__Data supplied__

^^^^

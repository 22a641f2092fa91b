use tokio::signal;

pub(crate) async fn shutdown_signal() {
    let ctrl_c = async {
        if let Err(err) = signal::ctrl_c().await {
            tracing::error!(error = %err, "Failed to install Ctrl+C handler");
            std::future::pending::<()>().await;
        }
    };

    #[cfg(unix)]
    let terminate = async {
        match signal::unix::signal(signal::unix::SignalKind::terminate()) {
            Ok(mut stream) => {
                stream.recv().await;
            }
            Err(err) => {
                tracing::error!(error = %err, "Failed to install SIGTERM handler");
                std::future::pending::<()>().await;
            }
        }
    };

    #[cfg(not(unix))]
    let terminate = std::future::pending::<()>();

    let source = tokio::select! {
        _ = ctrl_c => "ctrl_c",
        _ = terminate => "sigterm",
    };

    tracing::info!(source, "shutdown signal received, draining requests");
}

^^^^

__Task goal__
Look over the listing. Pull out every line with the string "await" in it.

__Exercise answer__
        if let Err(err) = signal::ctrl_c().await {
            std::future::pending::<()>().await;
                stream.recv().await;
                std::future::pending::<()>().await;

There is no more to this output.